◆ TASK INSTRUCTIONS
Retype, word for word, every line from the one holding "field lives on." through the one holding "pub struct SelectField" in the entries below, both included, and only those lines.

*** PROVIDED RECORDS ***

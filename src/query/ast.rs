//! Parsed archetype query handed to the processor by the upstream compiler.
//!
//! Everything here is read-only once built. The structures deserialize from
//! the JSON emitted by the query compiler so that the CLI can replay
//! compiled queries without linking the parser.

use serde::{Deserialize, Serialize};

use crate::query::Value;

/// Relational tables a static field can be read from.
#[derive(Clone, Copy, Debug, Eq, PartialEq, Ord, PartialOrd, Hash, Serialize, Deserialize)]
#[serde(rename_all = "snake_case")]
pub enum Table {
    /// Electronic health record header.
    Ehr,
    /// Committed composition header.
    Composition,
    /// Entry document holding the archetyped content.
    Entry,
}

impl Table {
    /// Name of the table in the repository schema.
    pub fn name(self) -> &'static str {
        match self {
            Table::Ehr => "ehr",
            Table::Composition => "composition",
            Table::Entry => "entry",
        }
    }
}

/// Reference to a value addressed by the query.
#[derive(Clone, Debug, PartialEq, Serialize, Deserialize)]
#[serde(tag = "kind", rename_all = "snake_case")]
pub enum FieldRef {
    /// Plain column on one of the repository tables.
    Column {
        /// Table holding the column.
        table: Table,
        /// Column name.
        column: String,
    },
    /// Versioned composition uid, qualified with the executing node.
    CompositionUid,
    /// Archetype path inside an entry document. Its location depends on
    /// the containment unit the row belongs to.
    Path {
        /// Containment variable the path is rooted at.
        variable: String,
        /// Slash-separated archetype path, relative to the variable.
        path: String,
    },
}

impl FieldRef {
    /// Shorthand for [`FieldRef::Column`].
    pub fn column(table: Table, column: impl Into<String>) -> Self {
        FieldRef::Column {
            table,
            column: column.into(),
        }
    }

    /// Shorthand for [`FieldRef::Path`].
    pub fn path(variable: impl Into<String>, path: impl Into<String>) -> Self {
        FieldRef::Path {
            variable: variable.into(),
            path: path.into(),
        }
    }

    /// Whether the field can only be located once a containment unit is known.
    pub fn is_path(&self) -> bool {
        matches!(self, FieldRef::Path { .. })
    }

    /// Table the field lives on.
    pub fn table(&self) -> Table {
        match self {
            FieldRef::Column { table, .. } => *table,
            FieldRef::CompositionUid => Table::Composition,
            FieldRef::Path { .. } => Table::Entry,
        }
    }
}

/// Projected column.
#[derive(Clone, Debug, PartialEq, Serialize, Deserialize)]
pub struct SelectField {
    /// Output column name.
    pub alias: String,
    /// Value to project.
    pub field: FieldRef,
}

/// Comparison operators available to predicates.
#[derive(Clone, Copy, Debug, Eq, PartialEq, Serialize, Deserialize)]
#[serde(rename_all = "snake_case")]
pub enum CompareOp {
    /// `=`
    Eq,
    /// `<>`
    Ne,
    /// `<`
    Lt,
    /// `<=`
    Le,
    /// `>`
    Gt,
    /// `>=`
    Ge,
    /// SQL `LIKE`.
    Like,
}

/// Predicate tree from the WHERE clause.
#[derive(Clone, Debug, PartialEq, Serialize, Deserialize)]
#[serde(rename_all = "snake_case")]
pub enum WhereExpr {
    /// `field <op> value`.
    Compare {
        /// Left-hand side.
        field: FieldRef,
        /// Operator.
        op: CompareOp,
        /// Literal right-hand side.
        value: Value,
    },
    /// `field IS NULL`.
    IsNull {
        /// Tested field.
        field: FieldRef,
    },
    /// Conjunction.
    And(Vec<WhereExpr>),
    /// Disjunction.
    Or(Vec<WhereExpr>),
    /// Negation.
    Not(Box<WhereExpr>),
}

impl WhereExpr {
    /// Visits every field referenced by the predicate.
    pub fn for_each_field<'a>(&'a self, f: &mut impl FnMut(&'a FieldRef)) {
        match self {
            WhereExpr::Compare { field, .. } | WhereExpr::IsNull { field } => f(field),
            WhereExpr::And(terms) | WhereExpr::Or(terms) => {
                for term in terms {
                    term.for_each_field(f);
                }
            }
            WhereExpr::Not(inner) => inner.for_each_field(f),
        }
    }
}

/// One archetype in a CONTAINS chain.
#[derive(Clone, Debug, PartialEq, Serialize, Deserialize)]
pub struct ContainmentNode {
    /// Archetype id, e.g. `openEHR-EHR-OBSERVATION.blood_pressure.v1`.
    pub archetype_id: String,
    /// Variable bound to the archetype, if any.
    #[serde(default)]
    pub variable: Option<String>,
}

/// CONTAINS clause, outermost archetype first.
#[derive(Clone, Debug, Default, PartialEq, Serialize, Deserialize)]
pub struct ContainsClause {
    /// Chain of nested archetypes.
    pub chain: Vec<ContainmentNode>,
}

impl ContainsClause {
    /// Builds a clause from archetype ids, outermost first.
    pub fn of<I, S>(archetypes: I) -> Self
    where
        I: IntoIterator<Item = S>,
        S: Into<String>,
    {
        Self {
            chain: archetypes
                .into_iter()
                .map(|id| ContainmentNode {
                    archetype_id: id.into(),
                    variable: None,
                })
                .collect(),
        }
    }

    /// GLOB pattern preselecting candidate containment labels.
    ///
    /// Labels are dot-joined archetype ids with every non-alphanumeric
    /// character folded to `_`. The pattern is coarse: it does not anchor
    /// segments on `.`, so candidates still go through
    /// [`ContainsClause::matches_label`].
    pub fn label_pattern(&self) -> String {
        let mut pattern = String::new();
        for node in &self.chain {
            pattern.push('*');
            pattern.push_str(&label_segment(&node.archetype_id));
        }
        pattern
    }

    /// Whether `label` satisfies the chain: the innermost archetype is the
    /// last label segment and every outer archetype is a whole segment
    /// before it, in chain order.
    pub fn matches_label(&self, label: &str) -> bool {
        let Some((innermost, outer)) = self.chain.split_last() else {
            return false;
        };
        let mut segments: Vec<&str> = label.split('.').collect();
        if segments.pop() != Some(label_segment(&innermost.archetype_id).as_str()) {
            return false;
        }
        let mut remaining = segments.into_iter();
        outer.iter().all(|node| {
            let wanted = label_segment(&node.archetype_id);
            remaining.any(|segment| segment == wanted)
        })
    }
}

/// Folds an archetype id into the form stored in containment labels.
pub fn label_segment(archetype_id: &str) -> String {
    archetype_id
        .chars()
        .map(|c| if c.is_ascii_alphanumeric() { c } else { '_' })
        .collect()
}

/// TOP clause.
#[derive(Clone, Copy, Debug, Default, PartialEq, Eq, Serialize, Deserialize)]
pub struct TopAttributes {
    /// Maximum number of rows to return.
    pub window: Option<u64>,
}

/// Sort direction for ORDER BY.
#[derive(Clone, Copy, Debug, Default, PartialEq, Eq, Serialize, Deserialize)]
#[serde(rename_all = "snake_case")]
pub enum SortDirection {
    /// Ascending.
    #[default]
    Asc,
    /// Descending.
    Desc,
}

/// ORDER BY item, addressing a selected column by alias.
#[derive(Clone, Debug, PartialEq, Eq, Serialize, Deserialize)]
pub struct OrderAttribute {
    /// Alias of a selected field.
    pub alias: String,
    /// Sort direction.
    #[serde(default)]
    pub direction: SortDirection,
}

/// Compiled query.
#[derive(Clone, Debug, Default, PartialEq, Serialize, Deserialize)]
pub struct ParsedQuery {
    /// Projected fields in output order.
    pub select: Vec<SelectField>,
    /// CONTAINS clause, when present.
    #[serde(default)]
    pub contains: Option<ContainsClause>,
    /// WHERE clause, when present.
    #[serde(default, rename = "where")]
    pub predicate: Option<WhereExpr>,
    /// ORDER BY items.
    #[serde(default)]
    pub order_by: Vec<OrderAttribute>,
    /// TOP clause.
    #[serde(default)]
    pub top: Option<TopAttributes>,
}

impl ParsedQuery {
    /// Whether resolution has to go through the containment set.
    pub fn has_contains_expression(&self) -> bool {
        self.contains
            .as_ref()
            .is_some_and(|clause| !clause.chain.is_empty())
    }

    /// The CONTAINS clause, if any.
    pub fn contains_clause(&self) -> Option<&ContainsClause> {
        self.contains.as_ref().filter(|clause| !clause.chain.is_empty())
    }

    /// Whether any selected or filtered field is an archetype path.
    pub fn has_path_expressions(&self) -> bool {
        let mut found = self.select.iter().any(|f| f.field.is_path());
        if let Some(pred) = &self.predicate {
            pred.for_each_field(&mut |field| found |= field.is_path());
        }
        found
    }

    /// Row limit requested through TOP.
    pub fn window(&self) -> Option<u64> {
        self.top.and_then(|top| top.window)
    }

    /// Every field referenced by the SELECT and WHERE clauses.
    pub fn fields(&self) -> Vec<&FieldRef> {
        let mut fields: Vec<&FieldRef> = self.select.iter().map(|s| &s.field).collect();
        if let Some(pred) = &self.predicate {
            pred.for_each_field(&mut |field| fields.push(field));
        }
        fields
    }
}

*** End of PROVIDED RECORDS ***

◆ RESPONSE TO THE EXERCISE
    /// Table the field lives on.
    pub fn table(&self) -> Table {
        match self {
            FieldRef::Column { table, .. } => *table,
            FieldRef::CompositionUid => Table::Composition,
            FieldRef::Path { .. } => Table::Entry,
        }
    }
}

/// Projected column.
#[derive(Clone, Debug, PartialEq, Serialize, Deserialize)]
pub struct SelectField {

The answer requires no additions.